It’s a fair question. The Southern Baptist Convention, a denomination founded upon a commitment to slavery and racism, is now engaged in a fierce debate over how to deal with racial unrest in the United States. Future historians will notice the irony.
From 2016 to 2019, too, I preached on the campuses of four of the SBC seminaries and had been invited to another. The backstage conversations at these gatherings promised a new era of advancement on race and theology.
So we decided to cooperate and join our church to the SBC in what is known as a dual affiliation.
The resistance, especially from some of our elderly membership, was swift and sincere.
“That was the old Southern Baptists,” I promised them and others in our church. The specter of racial animus and theological arrogance was giving way to a new era of Christian leadership, I suggested. Sure, there were more battles to be won before legitimate change would warm the hearts of African American churches like ours, but that’s why our movement felt almost prophetic.
At the emergence of the pandemic, the SBC donated to our emergency effort to provide online food delivery services for Chicagoans with SNAP benefits. Here it was, I thought, further proof that the old SBC was fading.

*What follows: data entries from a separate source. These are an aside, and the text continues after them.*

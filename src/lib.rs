//! CuraSyn Match - symptom triage and doctor matching core
//!
//! Classifies free-text symptom reports into medical specializations,
//! screens them for emergencies, and ranks doctors from a directory snapshot
//! by a weighted specialization/distance/rating/availability score.

pub mod config;
pub mod core;
pub mod models;
pub mod services;

// Re-export commonly used types
pub use core::{
    geo_distance, haversine_distance, EmergencyDetector, MatchLimits, MatchResult, Matcher,
    SpecializationClassifier, SpecializationSet, Taxonomy, Triage,
};
pub use models::{Doctor, DoctorMatch, EmergencyAssessment, EmergencyKind, Location, Severity, SymptomReport};
pub use services::DoctorDirectory;
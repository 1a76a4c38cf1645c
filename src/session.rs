//! Session aggregation: scan targets in order and fold their outcomes.

use std::future::Future;
use std::path::{Path, PathBuf};
use std::time::Duration;

use crate::engine::{
    AbortReason, CancelToken, EngineCommand, ProgressReporter, RunnerError, ScanOutcome,
    ScanRequest, ScanStatus, run_external_scan,
};
use crate::targets::count_items;

/// What: Totals accumulated across one session.
///
/// Details:
/// - `total_infected` sums completed outcomes only.
/// - `total_duration` sums completed and failed outcomes; the aborting outcome
///   is not added.
#[derive(Clone, Debug, Default, PartialEq, Eq)]
pub struct SessionSummary {
    /// Infected files over all completed scans.
    pub total_infected: u64,
    /// Scan time over all completed and failed scans.
    pub total_duration: Duration,
    /// Set once an outcome was aborted; later targets were skipped.
    pub aborted_early: bool,
    /// Why the session stopped early.
    pub abort_reason: Option<AbortReason>,
    /// Number of completed scans.
    pub completed: usize,
    /// Number of failed scans.
    pub failed: usize,
    /// Targets never handed to the scanner.
    pub skipped: usize,
}

impl SessionSummary {
    /// What: Fold one outcome into the summary.
    ///
    /// Inputs:
    /// - `outcome`: Result for the next target in selection order.
    ///
    /// Output:
    /// - `true` when the session may continue, `false` once it was aborted.
    pub fn record(&mut self, outcome: &ScanOutcome) -> bool {
        match &outcome.status {
            ScanStatus::Completed { infected } => {
                self.total_infected = self.total_infected.saturating_add(*infected);
                self.total_duration += outcome.duration;
                self.completed += 1;
                true
            }
            ScanStatus::Failed(_) => {
                self.total_duration += outcome.duration;
                self.failed += 1;
                true
            }
            ScanStatus::Aborted(reason) => {
                self.aborted_early = true;
                self.abort_reason = Some(*reason);
                false
            }
        }
    }
}

/// What: Something that can scan one target.
///
/// Details:
/// - The production implementation is [`ClamScanner`]; tests script outcomes.
pub trait TargetScanner {
    /// Scan `target` and report how it resolved.
    fn scan(&mut self, target: &Path) -> impl Future<Output = Result<ScanOutcome, RunnerError>>;
}

/// What: Scan every target in order and aggregate the results.
///
/// Inputs:
/// - `targets`: Paths in selection order.
/// - `scanner`: Performs each scan.
/// - `on_outcome`: Called with every outcome (including failures) as it arrives.
///
/// Output:
/// - Final [`SessionSummary`].
///
/// Details:
/// - Runner errors become `Failed` outcomes and the session continues.
/// - The first aborted outcome stops the loop; remaining targets are counted
///   as skipped and never reach the scanner.
pub async fn run_session<S, F>(targets: &[PathBuf], scanner: &mut S, mut on_outcome: F) -> SessionSummary
where
    S: TargetScanner,
    F: FnMut(&ScanOutcome),
{
    let mut summary = SessionSummary::default();
    tracing::info!(targets = targets.len(), "[Session] starting");
    for (idx, target) in targets.iter().enumerate() {
        let outcome = match scanner.scan(target).await {
            Ok(outcome) => outcome,
            Err(e) => {
                tracing::warn!(path = %target.display(), error = %e, "[Session] scan failed; continuing");
                ScanOutcome::from_error(target.clone(), &e)
            }
        };
        on_outcome(&outcome);
        if !summary.record(&outcome) {
            summary.skipped = targets.len() - idx - 1;
            tracing::warn!(
                path = %target.display(),
                skipped = summary.skipped,
                "[Session] aborted; skipping remaining targets"
            );
            break;
        }
    }
    tracing::info!(
        infected = summary.total_infected,
        completed = summary.completed,
        failed = summary.failed,
        aborted = summary.aborted_early,
        "[Session] finished"
    );
    summary
}

/// What: Production scanner: estimate items, then run the engine.
pub struct ClamScanner<'a> {
    /// Engine invocation.
    pub command: EngineCommand,
    /// Per-target timeout.
    pub timeout: Duration,
    /// Session cancel token.
    pub cancel: CancelToken,
    /// Live progress sink.
    pub reporter: &'a dyn ProgressReporter,
}

impl TargetScanner for ClamScanner<'_> {
    async fn scan(&mut self, target: &Path) -> Result<ScanOutcome, RunnerError> {
        let expected_items = estimate_items(target).await;
        run_external_scan(
            &self.command,
            ScanRequest {
                target,
                expected_items,
                timeout: self.timeout,
                cancel: &self.cancel,
            },
            self.reporter,
        )
        .await
    }
}

/// What: Count items off the async runtime, falling back to 0.
///
/// Inputs:
/// - `target`: Path about to be scanned.
///
/// Output:
/// - Item estimate; 0 when counting failed (the scan still runs).
pub async fn estimate_items(target: &Path) -> u64 {
    let owned = target.to_path_buf();
    match tokio::task::spawn_blocking(move || count_items(&owned)).await {
        Ok(Ok(n)) => n,
        Ok(Err(e)) => {
            tracing::warn!(path = %target.display(), error = %e, "[Session] could not count items; progress will be approximate");
            0
        }
        Err(e) => {
            tracing::warn!(path = %target.display(), error = %e, "[Session] counting task failed");
            0
        }
    }
}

But as 2020 went on, I grew increasingly uneasy. When Albert Mohler, the president of the Southern Baptist Seminary, said the only politically moral option for Christians was the Republican Party, I asked other SBC leaders, good Christian men, to challenge him. They would not. I was shocked, but not surprised, when Mohler endorsed President Trump and watched the two men — on Reformation Day — celebrate each other on Twitter.
And then, last week, a final straw.
On Dec. 1, all six of the SBC seminary presidents — without one Black president or counter opinion among them — told the world that a high view of Scripture necessarily required a corresponding and total rejection of critical race theory and intersectionality.
When did the theological architects of American slavery develop the moral character to tell the church how it should discuss and discern racism? When did those who have yet to hire multiple Black or brown faculty at their seminaries assume ethical authority on the subject of systemic injustice?
How did they, who in 2020 still don’t have a single Black denominational entity head, reject once and for all a theory that helps to frame the real race problems we face?
I had to tell my church I was wrong. There is no such thing as “the Old Southern Baptists.”
Conservatism is, and has always been, the god of the SBC.